» **Supplied entries**
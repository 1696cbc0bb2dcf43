//! Physical package writer.
//!
//! Writes package items as members of a ZIP archive held in memory.

use crate::ooxml::opc::error::Result;
use crate::ooxml::opc::packuri::PackURI;
use std::io::{Cursor, Write};
use zip::ZipWriter;
use zip::write::SimpleFileOptions;

pub struct PhysPkgWriter {
    archive: ZipWriter<Cursor<Vec<u8>>>,
}

impl PhysPkgWriter {
    /// Create a new package writer that writes to memory.
    pub fn new() -> Self {
        Self {
            archive: ZipWriter::new(Cursor::new(Vec::new())),
        }
    }

    /// Write a part with Deflate compression.
    pub fn write(&mut self, pack_uri: &PackURI, blob: &[u8]) -> Result<()> {
        let options =
            SimpleFileOptions::default().compression_method(zip::CompressionMethod::Deflated);
        self.write_with(pack_uri, blob, options)
    }

    /// Write a part without compression; used for already-compressed media.
    pub fn write_stored(&mut self, pack_uri: &PackURI, blob: &[u8]) -> Result<()> {
        let options =
            SimpleFileOptions::default().compression_method(zip::CompressionMethod::Stored);
        self.write_with(pack_uri, blob, options)
    }

    fn write_with(
        &mut self,
        pack_uri: &PackURI,
        blob: &[u8],
        options: SimpleFileOptions,
    ) -> Result<()> {
        self.archive.start_file(pack_uri.membername(), options)?;
        self.archive.write_all(blob)?;
        Ok(())
    }

    /// Finish writing and return the complete archive.
    pub fn finish(self) -> Result<Vec<u8>> {
        let cursor = self.archive.finish()?;
        Ok(cursor.into_inner())
    }
}

impl Default for PhysPkgWriter {
    fn default() -> Self {
        Self::new()
    }
}

#[cfg(test)]
mod tests {
    use super::*;
    use std::io::Read;
    use zip::ZipArchive;

    #[test]
    fn test_multiple_parts() {
        let mut writer = PhysPkgWriter::new();

        let content_types = PackURI::new("/[Content_Types].xml").unwrap();
        let document = PackURI::new("/word/document.xml").unwrap();
        let image = PackURI::new("/word/media/image1.png").unwrap();

        writer.write(&content_types, b"<Types/>").unwrap();
        writer.write(&document, b"<document/>").unwrap();
        writer.write_stored(&image, &[0x89, b'P', b'N', b'G']).unwrap();

        let zip_data = writer.finish().unwrap();
        let mut archive = ZipArchive::new(Cursor::new(zip_data)).unwrap();
        assert_eq!(archive.len(), 3);

        let mut content = String::new();
        archive
            .by_name("word/document.xml")
            .unwrap()
            .read_to_string(&mut content)
            .unwrap();
        assert_eq!(content, "<document/>");
        assert!(archive.by_name("[Content_Types].xml").is_ok());
    }
}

» **Task**
Lines in the listing above that hold the string "word" need counting. Please reply with the total only.

» **Exercise result**
3